SLAC’s Upgraded XFEL Registers 'First Light'

SLAC National Accelerator Laboratory reported that the Linac Coherent Light Source (LCLS) x-ray free-electron laser (XFEL) has produced its first x-rays following a $1.1 billion upgrade. The improvements, more than 10 years in the making, allow the laser to fire up to a million x-ray flashes per second, which is 8000 times more than its predecessor. The generated, almost-continuous x-ray beam will be 10,000 times brighter than its predecessor on average.

LCLS-II will enable researchers to explore the details of quantum materials with unprecedented resolution to drive new forms of computing and communications; reveal unpredictable and fleeting chemical events relevant to sustainable energy; study how biological molecules carry out life’s functions to develop new types of pharmaceuticals; and study the world on the fastest timescales to open up entirely new fields of scientific investigation.

The Linac Coherent Light Source achieved first light after a $1.1 billion upgrade that enables the laser to produce up to a million x-ray flashes per second, at 10,000 times the brightness of its predecessor. Courtesy of SLAC National Accelerator Laboratory.

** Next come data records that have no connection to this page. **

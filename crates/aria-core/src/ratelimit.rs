//! Rate limiting for render-thread diagnostics
//!
//! A render-thread failure (pool exhaustion, capacity overrun) recurs every
//! cycle until the control thread reacts - hundreds of times per second.
//! Reporting paths hold a [`RateLimiter`] and ask it before logging so the
//! first occurrences are visible and the rest are counted silently.
//!
//! `allow()` is lock-free and allocation-free; it is safe to call from the
//! render thread.

use std::sync::atomic::{AtomicU32, AtomicU64, Ordering};
use std::time::Duration;

use crate::time::{self, HostTicks};

/// Default report budget: 10 events per second
pub const DEFAULT_MAX_EVENTS: u32 = 10;

/// Fixed-window rate limiter backed by atomics
#[derive(Debug)]
pub struct RateLimiter {
    max_events: u32,
    interval_ticks: HostTicks,
    window_start: AtomicU64,
    count: AtomicU32,
}

impl RateLimiter {
    /// Create a limiter allowing `max_events` per `interval`
    pub fn new(max_events: u32, interval: Duration) -> Self {
        Self {
            max_events,
            interval_ticks: interval.as_nanos() as HostTicks,
            window_start: AtomicU64::new(0),
            count: AtomicU32::new(0),
        }
    }

    /// Whether one more event fits in the current window
    ///
    /// Returns `true` while the window has budget left. Concurrent callers
    /// may very occasionally land an extra event across a window boundary;
    /// the bound is approximate, which is fine for throttling diagnostics.
    pub fn allow(&self) -> bool {
        let now = time::current_host_ticks();
        let start = self.window_start.load(Ordering::Acquire);
        if now.saturating_sub(start) >= self.interval_ticks {
            // Window expired: whoever wins the race resets the counter
            if self
                .window_start
                .compare_exchange(start, now, Ordering::AcqRel, Ordering::Acquire)
                .is_ok()
            {
                self.count.store(0, Ordering::Release);
            }
        }
        self.count.fetch_add(1, Ordering::AcqRel) < self.max_events
    }
}

impl Default for RateLimiter {
    fn default() -> Self {
        Self::new(DEFAULT_MAX_EVENTS, Duration::from_secs(1))
    }
}

#[cfg(test)]
mod tests {
    use super::*;

    #[test]
    fn test_allows_up_to_budget() {
        let limiter = RateLimiter::new(3, Duration::from_secs(60));
        assert!(limiter.allow());
        assert!(limiter.allow());
        assert!(limiter.allow());
        assert!(!limiter.allow());
        assert!(!limiter.allow());
    }

    #[test]
    fn test_window_resets() {
        let limiter = RateLimiter::new(1, Duration::from_millis(10));
        assert!(limiter.allow());
        assert!(!limiter.allow());
        std::thread::sleep(Duration::from_millis(20));
        assert!(limiter.allow());
    }
}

By capturing atomic-scale snapshots of chemical reactions at the attosecond timescale — the scale at which electrons move — LCLS-II will also provide insights into chemical and biological reactions, leading to more efficient and effective processes in industries ranging from renewable energy to the production of fertilizer and the mitigation of greenhouse gases.

Central to LCLS-II’s enhanced capabilities is its revolutionary superconducting accelerator. It comprises 37 cryogenic modules that are cooled to minus 456 ºF — colder than outer space — a temperature at which it can boost electrons to high energies with nearly zero energy loss. The superconducting accelerator works in parallel with the existing copper one, allowing researchers to make observations over a wider energy range, capture detailed snapshots of rapid processes, probe delicate samples that are beyond the reach of other light sources, and gather more data in less time, greatly increasing the number of experiments that can be performed at the facility.

In addition to its accelerator, the LCLS-II contains new components including an electron source, two cryoplants that produce refrigerant for the niobium structures in the cryomodules, and two undulators to generate x-rays from the electron beam. Advancements also span laser technology, ultrafast data processing, and advanced sensors and detectors.